*INPUT MATERIAL:*

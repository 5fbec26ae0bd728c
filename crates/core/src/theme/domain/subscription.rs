/// Scoped registration on a [`ColorSchemeSignal`](super::color_scheme_signal::ColorSchemeSignal).
///
/// The listener stays registered for as long as this value lives. Dropping it
/// (or calling [`release`](Self::release)) deregisters the listener, so no
/// callback can reach an owner that has already been torn down.
#[must_use = "dropping a subscription immediately deregisters its listener"]
pub struct SignalSubscription {
    release: Option<Box<dyn FnOnce() + Send>>,
}

impl SignalSubscription {
    pub fn new(release: impl FnOnce() + Send + 'static) -> Self {
        Self {
            release: Some(Box::new(release)),
        }
    }

    /// A subscription with nothing to release, for signals that never change.
    pub fn inert() -> Self {
        Self { release: None }
    }

    /// Deregisters the listener now instead of at drop.
    pub fn release(mut self) {
        self.run_release();
    }

    fn run_release(&mut self) {
        if let Some(release) = self.release.take() {
            release();
        }
    }
}

impl Drop for SignalSubscription {
    fn drop(&mut self) {
        self.run_release();
    }
}

impl std::fmt::Debug for SignalSubscription {
    fn fmt(&self, f: &mut std::fmt::Formatter<'_>) -> std::fmt::Result {
        f.debug_struct("SignalSubscription")
            .field("active", &self.release.is_some())
            .finish()
    }
}
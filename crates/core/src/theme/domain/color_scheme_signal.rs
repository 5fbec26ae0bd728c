use thiserror::Error;

use super::subscription::SignalSubscription;

#[derive(Error, Debug, Clone, PartialEq, Eq)]
pub enum SignalError {
    #[error("color scheme preference is not supported on this host")]
    Unsupported,
    #[error("failed to read color scheme preference: {0}")]
    Detection(String),
}

/// Callback invoked with the new "prefers dark" value on every change.
pub type SchemeListener = Box<dyn Fn(bool) + Send + Sync>;

/// Domain interface for the host's "prefers dark color scheme" signal.
///
/// A signal reports its current value and notifies subscribed listeners
/// whenever the value changes. Registrations are scoped: the returned
/// [`SignalSubscription`] deregisters its listener when dropped.
pub trait ColorSchemeSignal: Send + Sync {
    /// Current "prefers dark" value of the host.
    fn prefers_dark(&self) -> Result<bool, SignalError>;

    /// Registers a change listener.
    fn subscribe(&self, listener: SchemeListener) -> Result<SignalSubscription, SignalError>;

    /// Re-reads the host preference and notifies listeners if it changed.
    ///
    /// Push-based signals have nothing to do here. Default: no-op.
    fn refresh(&self) {}
}
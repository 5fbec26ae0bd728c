use crate::theme::domain::color_scheme_signal::SignalError;

/// `AppleInterfaceStyle` is only set (to "Dark") while dark mode is on;
/// in light mode the read exits non-zero with empty stdout, so the status is
/// not an error here.
pub fn prefers_dark() -> Result<bool, SignalError> {
    let output = super::run("defaults", &["read", "-g", "AppleInterfaceStyle"])?;
    Ok(parse(String::from_utf8_lossy(&output.stdout).trim()))
}

fn parse(stdout: &str) -> bool {
    stdout.eq_ignore_ascii_case("dark")
}

#[cfg(test)]
mod tests {
    use super::*;

    #[test]
    fn test_parse() {
        assert!(parse("Dark"));
        assert!(!parse(""));
    }
}
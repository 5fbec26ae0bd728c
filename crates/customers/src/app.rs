use std::path::PathBuf;
use std::sync::Arc;
use std::time::Duration;

use iced::{Element, Subscription, Task, Theme};

use myorg_core::theme::infrastructure::class_list::ClassList;
use myorg_core::theme::infrastructure::fixed_color_scheme::FixedColorScheme;
use myorg_core::theme::infrastructure::system_color_scheme::SystemColorScheme;
use myorg_core::theme::{use_theme, ColorScheme, ColorSchemeSignal, ThemeContext, ThemeProvider};

use crate::pages;
use crate::settings::{Appearance, Settings};
use crate::theme;

// ---------------------------------------------------------------------------
// Message
// ---------------------------------------------------------------------------

#[derive(Debug, Clone)]
pub enum Message {
    DarkModeToggled(bool),
    AppearanceChanged(Appearance),
    PollSystemTheme,
}

// ---------------------------------------------------------------------------
// App
// ---------------------------------------------------------------------------

pub struct App {
    pub settings: Settings,
    settings_path: Option<PathBuf>,
    system_scheme: Arc<dyn ColorSchemeSignal>,
    /// Document-level style marker. The app is its only owner; the provider
    /// writes it through the `StyleMarkerSink` interface.
    document: Arc<ClassList>,
    provider: ThemeProvider,
    context: ThemeContext,
}

impl App {
    pub fn new() -> (Self, Task<Message>) {
        let settings_path = Settings::config_path();
        let settings = Settings::load();
        (
            Self::with_parts(settings, settings_path, Arc::new(SystemColorScheme::new())),
            Task::none(),
        )
    }

    pub fn with_parts(
        settings: Settings,
        settings_path: Option<PathBuf>,
        system_scheme: Arc<dyn ColorSchemeSignal>,
    ) -> Self {
        let document = Arc::new(ClassList::new());
        let provider = mount_theme(settings.appearance, system_scheme.as_ref(), &document);
        let context = ThemeContext::from(&provider);
        Self {
            settings,
            settings_path,
            system_scheme,
            document,
            provider,
            context,
        }
    }

    pub fn update(&mut self, message: Message) -> Task<Message> {
        match message {
            Message::DarkModeToggled(enabled) => {
                use_theme(&self.context).set_dark_mode(enabled);
            }
            Message::AppearanceChanged(appearance) => {
                self.settings.appearance = appearance;
                if let Some(path) = &self.settings_path {
                    self.settings.save_to(path);
                }
                self.provider =
                    mount_theme(appearance, self.system_scheme.as_ref(), &self.document);
                self.context = ThemeContext::from(&self.provider);
            }
            Message::PollSystemTheme => {
                self.system_scheme.refresh();
            }
        }
        Task::none()
    }

    pub fn view(&self) -> Element<'_, Message> {
        pages::home::view(&self.context, &self.settings)
    }

    pub fn theme(&self) -> Theme {
        theme::resolve_theme(&self.document)
    }

    pub fn subscription(&self) -> Subscription<Message> {
        if self.settings.appearance == Appearance::System {
            let interval = Duration::from_secs(self.settings.poll_interval_secs.max(1));
            iced::time::every(interval).map(|_| Message::PollSystemTheme)
        } else {
            Subscription::none()
        }
    }
}

fn mount_theme(
    appearance: Appearance,
    system_scheme: &dyn ColorSchemeSignal,
    document: &Arc<ClassList>,
) -> ThemeProvider {
    match appearance {
        Appearance::System => ThemeProvider::mount(system_scheme, document.clone()),
        Appearance::Dark => {
            ThemeProvider::mount(&FixedColorScheme(ColorScheme::Dark), document.clone())
        }
        Appearance::Light => {
            ThemeProvider::mount(&FixedColorScheme(ColorScheme::Light), document.clone())
        }
    }
}
//! Shared UI components for MyOrg apps.
//!
//! - [`components::LogoImage`]: the embedded organization logo
//! - [`theme`]: the light/dark theme provider and its accessor

pub mod components;
pub mod theme;
use iced::color;
use iced::theme::Palette;
use iced::Theme;

use myorg_core::theme::infrastructure::class_list::ClassList;

/// Resolve the iced Theme from the document's style marker.
pub fn resolve_theme(document: &ClassList) -> Theme {
    let palette = if document.is_dark() {
        dark_palette()
    } else {
        light_palette()
    };

    Theme::custom("MyOrg Customers", palette)
}

fn dark_palette() -> Palette {
    Palette {
        background: color!(0x12, 0x12, 0x12),
        text: color!(0xff, 0xff, 0xff),
        primary: color!(0x42, 0x8c, 0xff),
        success: color!(0x2f, 0xdf, 0x75),
        warning: color!(0xff, 0xd5, 0x34),
        danger: color!(0xff, 0x49, 0x61),
    }
}

fn light_palette() -> Palette {
    Palette {
        background: color!(0xff, 0xff, 0xff),
        text: color!(0x00, 0x00, 0x00),
        primary: color!(0x38, 0x80, 0xff),
        success: color!(0x2d, 0xd3, 0x6f),
        warning: color!(0xff, 0xc4, 0x09),
        danger: color!(0xeb, 0x44, 0x5a),
    }
}

#[cfg(test)]
mod tests {
    use super::*;
    use myorg_core::theme::infrastructure::class_list::DARK_CLASS;

    #[test]
    fn test_marker_selects_palette() {
        let document = ClassList::new();
        assert_eq!(
            resolve_theme(&document).palette().background,
            light_palette().background
        );

        document.toggle(DARK_CLASS, true);
        assert_eq!(
            resolve_theme(&document).palette().background,
            dark_palette().background
        );
    }
}
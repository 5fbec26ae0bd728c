mod app;
mod pages;
mod settings;
mod theme;
mod widgets;

use app::App;
use myorg_core::components::LogoImage;

fn main() -> iced::Result {
    env_logger::init();

    iced::application(App::new, App::update, App::view)
        .title("Blank")
        .theme(App::theme)
        .subscription(App::subscription)
        .window(iced::window::Settings {
            size: iced::Size::new(420.0, 640.0),
            icon: load_icon(),
            ..Default::default()
        })
        .run()
}

fn load_icon() -> Option<iced::window::Icon> {
    let logo = LogoImage::decode()
        .map_err(|e| log::warn!("No window icon: {e}"))
        .ok()?;
    iced::window::icon::from_rgba(logo.rgba, logo.width, logo.height).ok()
}
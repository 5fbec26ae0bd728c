use super::color_scheme::ColorScheme;

/// Narrow "apply global style" interface.
///
/// The application shell owns the global style state (the document root's
/// class list, a window theme, ...) and hands the theme provider a sink
/// through which it is the only writer.
///
/// `apply` runs while the provider serializes writes: it may read the theme
/// through a handle, but setting it from inside `apply` deadlocks.
pub trait StyleMarkerSink: Send + Sync {
    fn apply(&self, scheme: ColorScheme);
}

/// Sink that discards all updates.
///
/// Used by hosts without global styling and by tests where the marker is
/// irrelevant.
pub struct NullStyleMarker;

impl StyleMarkerSink for NullStyleMarker {
    fn apply(&self, _scheme: ColorScheme) {}
}

#[cfg(test)]
mod tests {
    use super::*;

    #[test]
    fn test_null_marker_is_noop() {
        let marker = NullStyleMarker;
        marker.apply(ColorScheme::Dark);
        marker.apply(ColorScheme::Light);
        // No panics = success
    }
}
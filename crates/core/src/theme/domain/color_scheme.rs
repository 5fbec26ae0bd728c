use serde::{Deserialize, Serialize};

/// The two states of the theme: a light or a low-light (dark) palette.
#[derive(Debug, Clone, Copy, PartialEq, Eq, Hash, Default, Serialize, Deserialize)]
#[serde(rename_all = "lowercase")]
pub enum ColorScheme {
    #[default]
    Light,
    Dark,
}

impl ColorScheme {
    pub fn from_dark(is_dark: bool) -> Self {
        if is_dark {
            ColorScheme::Dark
        } else {
            ColorScheme::Light
        }
    }

    pub fn is_dark(self) -> bool {
        self == ColorScheme::Dark
    }

    pub fn inverted(self) -> Self {
        match self {
            ColorScheme::Light => ColorScheme::Dark,
            ColorScheme::Dark => ColorScheme::Light,
        }
    }
}

impl From<bool> for ColorScheme {
    fn from(is_dark: bool) -> Self {
        Self::from_dark(is_dark)
    }
}

impl std::fmt::Display for ColorScheme {
    fn fmt(&self, f: &mut std::fmt::Formatter<'_>) -> std::fmt::Result {
        match self {
            ColorScheme::Light => write!(f, "light"),
            ColorScheme::Dark => write!(f, "dark"),
        }
    }
}

#[cfg(test)]
mod tests {
    use super::*;
    use rstest::rstest;

    #[rstest]
    #[case::dark(true, ColorScheme::Dark)]
    #[case::light(false, ColorScheme::Light)]
    fn test_from_dark(#[case] is_dark: bool, #[case] expected: ColorScheme) {
        assert_eq!(ColorScheme::from_dark(is_dark), expected);
        assert_eq!(ColorScheme::from(is_dark), expected);
        assert_eq!(expected.is_dark(), is_dark);
    }

    #[test]
    fn test_default_is_light() {
        assert_eq!(ColorScheme::default(), ColorScheme::Light);
    }

    #[test]
    fn test_inverted() {
        assert_eq!(ColorScheme::Light.inverted(), ColorScheme::Dark);
        assert_eq!(ColorScheme::Dark.inverted(), ColorScheme::Light);
    }

    #[test]
    fn test_serde_lowercase() {
        let json = serde_json::to_string(&ColorScheme::Dark).unwrap();
        assert_eq!(json, "\"dark\"");
        let parsed: ColorScheme = serde_json::from_str("\"light\"").unwrap();
        assert_eq!(parsed, ColorScheme::Light);
    }
}
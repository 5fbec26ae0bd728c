pub mod class_list;
pub mod fixed_color_scheme;
pub mod listener_registry;
mod platform;
pub mod simulated_color_scheme;
pub mod system_color_scheme;
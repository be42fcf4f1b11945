//! A produced output file awaiting download.

use serde::Serialize;
use sqlx::FromRow;

/// Durable expiry record for one artifact on disk.
///
/// Times are unix milliseconds so that expiry comparisons stay numeric in
/// SQLite.
#[derive(Serialize, Clone, FromRow, Debug, PartialEq, Eq)]
pub struct Artifact {
    /// File name inside the uploads directory; also the URL segment.
    pub filename: String,

    /// Operation slug that produced it.
    pub operation: String,

    pub size_bytes: i64,

    pub created_at_ms: i64,

    pub expires_at_ms: i64,
}

impl Artifact {
    /// Public path the file is served from.
    pub fn download_url(&self) -> String {
        format!("/uploads/{}", self.filename)
    }

    pub fn is_expired_at(&self, now_ms: i64) -> bool {
        self.expires_at_ms <= now_ms
    }
}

*PROMPT:* Look through the entries above. Copy each line in which the string "success" occurs.

*TASK OUTPUT:*
        success: color!(0x2f, 0xdf, 0x75),
        success: color!(0x2d, 0xd3, 0x6f),
        // No panics = success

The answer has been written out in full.